Sonntag, 8. November 2009

Die Alchemie des Schreibens



Die Alchemie des Schreibens findet dann statt oder hat dann stattgefunden, wenn man genauso süchtig an das Schreiben geht, wie man sich früher den Gedanken der Verliebtheit  hingegeben hatte.  Nicht weil das Schreiben jene Verliebtheitsgedanken ersetzt hätte – sondern weil das Schreiben sich von dem abgeschlossenen Gefühl nährt – weil das Schreiben der einzige Erbe des Gefühls ist, was das Gefühl nicht in der Wirklichkeit wiederbelebt, aber die Kraft der süchtigen Gewohnheit für sich ausbeutet.  Ohne das Gefühl je gefühlt zu haben, hätte man über eine solche Kraft für das Schreiben nicht verfügen können.  Man schält die süchtige Gewohnheit vom toten Gefühl ab, um jene Sucht dem Schreiben zur Verfügung zu stellen.  Daraus könnte man schließen Sokrates hatte die schöne Knaben nie wirklich geliebt – sonst triebe ihn seine süchtige ‚vergebliche’ Liebe zum  Schreiben hin.

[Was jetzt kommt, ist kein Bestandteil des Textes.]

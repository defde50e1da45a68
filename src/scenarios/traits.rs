//! Scenario trait and supporting types
//!
//! A `Scenario` is the body of one virtual iteration. The executor invokes it
//! repeatedly according to `ScenarioOptions` and folds the run into a
//! `ScenarioReport`.

use async_trait::async_trait;
use indexmap::IndexMap;
use serde::{Deserialize, Serialize};
use std::time::Duration;
use thiserror::Error;
use url::Url;

use crate::client::{ClientError, HttpClient, VisitorClient};
use crate::config::{TargetConfig, VisitorConfig};
use crate::executor::ExecutorConfig;
use crate::metrics::{ITERATIONS, Metrics, MetricsSnapshot, ThresholdError, ThresholdResult};

/// Errors that can occur while setting up or running a scenario
#[derive(Debug, Error)]
pub enum ScenarioError {
    #[error("Client error: {0}")]
    Client(#[from] ClientError),

    #[error("Configuration error: {0}")]
    Config(String),

    #[error("Invalid threshold: {0}")]
    Threshold(#[from] ThresholdError),

    #[error("Internal error: {0}")]
    Internal(String),
}

/// Resolved options for one scenario run
#[derive(Debug, Clone, PartialEq)]
pub struct ScenarioOptions {
    /// Per-request timeout
    pub timeout: Duration,
    /// Pause after every iteration
    pub think_time: Duration,
    /// VU scheduling
    pub executor: ExecutorConfig,
    /// metric name -> threshold expressions
    pub thresholds: IndexMap<String, Vec<String>>,
}

impl Default for ScenarioOptions {
    fn default() -> Self {
        Self {
            timeout: Duration::from_secs(30),
            think_time: Duration::ZERO,
            executor: ExecutorConfig::default(),
            thresholds: IndexMap::new(),
        }
    }
}

/// Everything an iteration needs: clients, target settings and the metric registry
#[derive(Debug, Clone)]
pub struct ScenarioContext {
    /// Registry of the current run
    pub metrics: Metrics,
    /// Instrumented client without API headers
    pub http: HttpClient,
    /// Authenticated visitor-management client
    pub visitor: VisitorClient,
    /// Endpoints polled by the health probe
    pub probe_urls: Vec<Url>,
    /// Visitor flow settings
    pub settings: VisitorConfig,
    /// Per-request timeout
    pub request_timeout: Duration,
}

impl ScenarioContext {
    /// Build a context recording into `metrics`
    pub fn new(
        metrics: Metrics,
        target: &TargetConfig,
        settings: VisitorConfig,
        request_timeout: Duration,
    ) -> Result<Self, ClientError> {
        let http = HttpClient::new(metrics.clone())?;
        let visitor = VisitorClient::new(&target.base_url, http.clone())?
            .with_token(&target.api_key, &target.api_secret)
            .with_timeout(request_timeout);
        let probe_urls = target
            .health_urls
            .iter()
            .map(|u| Url::parse(u))
            .collect::<Result<Vec<_>, _>>()?;

        Ok(Self {
            metrics,
            http,
            visitor,
            probe_urls,
            settings,
            request_timeout,
        })
    }
}

/// Outcome of a finished scenario run
#[derive(Debug, Clone, Serialize, Deserialize)]
pub struct ScenarioReport {
    /// Name of the scenario
    pub scenario: String,
    /// Whether every threshold held
    pub passed: bool,
    /// Completed iterations
    pub iterations: u64,
    /// Wall time of the run
    #[serde(with = "humantime_serde")]
    pub duration: Duration,
    /// Threshold outcomes
    #[serde(default, skip_serializing_if = "Vec::is_empty")]
    pub thresholds: Vec<ThresholdResult>,
    /// Final metric values
    pub metrics: MetricsSnapshot,
    /// Summary message
    #[serde(skip_serializing_if = "Option::is_none")]
    pub message: Option<String>,
}

impl ScenarioReport {
    /// Create a report from the final snapshot and threshold outcomes
    pub fn new(
        scenario: impl Into<String>,
        metrics: MetricsSnapshot,
        thresholds: Vec<ThresholdResult>,
        duration: Duration,
    ) -> Self {
        let passed = thresholds.iter().all(|t| t.passed);
        let iterations = metrics.count(ITERATIONS).unwrap_or(0.0) as u64;
        Self {
            scenario: scenario.into(),
            passed,
            iterations,
            duration,
            thresholds,
            metrics,
            message: None,
        }
    }

    /// Add a summary message
    pub fn with_message(mut self, message: impl Into<String>) -> Self {
        self.message = Some(message.into());
        self
    }

    /// Thresholds that did not hold
    pub fn crossed_thresholds(&self) -> impl Iterator<Item = &ThresholdResult> {
        self.thresholds.iter().filter(|t| !t.passed)
    }
}

/// Trait for load-test scenarios
///
/// Each scenario is the body of one virtual iteration. Scenarios are
/// registered in the `SCENARIOS` registry and selected by name.
///
/// ## Example Implementation
///
/// ```ignore
/// use async_trait::async_trait;
/// use turnstile::scenarios::{Scenario, ScenarioContext};
///
/// pub struct PingScenario;
///
/// #[async_trait]
/// impl Scenario for PingScenario {
///     fn name(&self) -> &'static str { "ping" }
///     fn description(&self) -> &'static str { "GET the site root" }
///
///     async fn iteration(&self, ctx: &ScenarioContext) -> bool {
///         let request = ctx.http.inner().get(ctx.visitor.base_url().clone());
///         matches!(ctx.http.send(request, "ping").await, Ok(r) if r.is_ok())
///     }
/// }
/// ```
#[async_trait]
pub trait Scenario: Send + Sync {
    /// Unique name (used in CLI and config)
    fn name(&self) -> &'static str;

    /// Human-readable description
    fn description(&self) -> &'static str;

    /// Run one virtual iteration, returning whether it succeeded
    ///
    /// Failures are recorded into metrics; iterations never error out.
    async fn iteration(&self, ctx: &ScenarioContext) -> bool;

    /// Default options for this scenario
    fn default_options(&self) -> ScenarioOptions {
        ScenarioOptions::default()
    }
}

Deshalb meint Proust, die Intelligenz spielt beim Kunstwerk (des Schreibens) keine oder nur eine geringfügige Rolle.  Die Intelligenz nimmt an einer solchen Sucht nicht teil.  Oder das was süchtig wird ist nicht die Intelligenz.  Die Sucht kann aber die Intelligenz in ihren Dienst stellen – wie jeder Trieb.  Die Triebhaftigkeit steckt hinter der Idee, dass die Form des Schreibens über eine Obsession selbst eine Obsession– oder eine obsessive Form sei.  So wie Novalis sagt – der Vortrag der Mathematik muss mathematisch sein.  Ob Badiou mathematisch denkt oder schreibt?  Er bedient die Mathematik wie auf der schlechten Bühne – als deus ex machina.  
    Observer 1
 

Das Schreiben handelt von Obsession und die Form des Schreibens ist auch eine Obsession.
Die Entstehung solch einer Schreib-Obsession aus einer verendeten Liebe beschreibt Kierkegaard in “Die Wiederholung“.  Die Wiederholung findet eigentlich nur im Schreiben statt.

Kunst ist das was man nicht durch Wissen erreichen kann.  Man kann es eher dadurch verlieren.